Agora-poetry: day #4

Click here to read about the Agora-Poetry series!

I’m finally back at it! Thank you all for sticking around, I truly appreciate the fact I haven’t lost any followers despite my lack of posting. I had to take a step back from this series to focus on my mental health and get myself back on track. Now that I’m feeling better, I’ve decided to finish the series before the end of next week. There will be 11 posts in total, since the weather in the UK has been so on and off and somedays I just didn’t want to walk outside in torrential rain! Anyways, enjoy and I hope you have a wonderful day! x


Day 4 of this challenge happened almost accidentally, but I suppose sometimes the best things do!

I was planning to meet my friends at our local park for a picnic (socially distanced, of course), for some quality chill time. My original plan was to arrive slightly earlier than everyone else, pick out a spot, and sit down to write a poem before they arrived.

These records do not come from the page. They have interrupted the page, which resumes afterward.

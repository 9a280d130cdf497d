//! Outgoing requester notifications.
//!
//! Delivery is a collaborator behind the [`Mailer`] trait. The bundled
//! [`LogMailer`] only records messages in the log.

mod log_mailer;
mod traits;
mod types;

pub use log_mailer::LogMailer;
pub use traits::{MailError, Mailer};
pub use types::MailMessage;
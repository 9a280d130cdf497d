use axum::{
    middleware,
    routing::{get, post},
    Router,
};
use std::sync::Arc;
use tower_http::cors::CorsLayer;
use tower_http::trace::TraceLayer;

use super::middleware::{auth_middleware, metrics_middleware};
use super::{audit, handlers, knowledge, search, settings, tickets, users};
use crate::state::AppState;

pub fn create_router(state: Arc<AppState>) -> Router {
    // Authenticated API routes
    let api_routes = Router::new()
        // Config
        .route("/config", get(handlers::get_config))
        // Audit
        .route("/audit", get(audit::query_audit))
        // Tickets
        .route(
            "/tickets",
            get(tickets::list_tickets).post(tickets::create_ticket),
        )
        .route("/tickets/assign", post(tickets::assign_tickets))
        .route("/tickets/status", post(tickets::update_status))
        .route("/tickets/{id}", get(tickets::get_ticket))
        .route("/tickets/{id}/posts", post(tickets::create_post))
        // Search
        .route("/search", get(search::search))
        // Users
        .route("/users", post(users::create_user))
        .route("/users/{id}", get(users::get_user).put(users::update_user))
        // Knowledge base
        .route(
            "/categories",
            get(knowledge::list_categories).post(knowledge::create_category),
        )
        .route(
            "/categories/{id}/docs",
            get(knowledge::list_docs).post(knowledge::create_doc),
        )
        .route("/reorder", post(knowledge::reorder))
        // Settings
        .route(
            "/settings",
            get(settings::get_settings).put(settings::update_settings),
        )
        .layer(middleware::from_fn_with_state(
            Arc::clone(&state),
            auth_middleware,
        ))
        // Health stays reachable without credentials
        .route("/health", get(handlers::health));

    Router::new()
        .nest("/api/v1", api_routes)
        .route("/metrics", get(handlers::metrics))
        .layer(middleware::from_fn(metrics_middleware))
        .layer(TraceLayer::new_for_http())
        .layer(CorsLayer::permissive())
        .with_state(state)
}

However, I was running late.

I arrived at the park, already feeling the sense of disappointment spread throughout my body, making my head hang heavy and focus on my shoes. A bag of food and a bundled picnic blanket in hand, I made my way through the crowds of mothers with babies and raucous teenagers (yes, I’m aware I sound like an old man but some of them were being so loud trying to make a TikTok behind a bush – don’t ask), and on my right heard a dog barking.

I looked up, and realised I was in a perfect diamond shaped patch of shade created by the trees around me, whose leaves waved me a warm ‘hello’ as I spread out the picnic blanket and sat down to wait.

Luckily, since my friends are also Indian, they were running late as well, giving me some time to write! (don’t kill me guys if you’re reading this ily)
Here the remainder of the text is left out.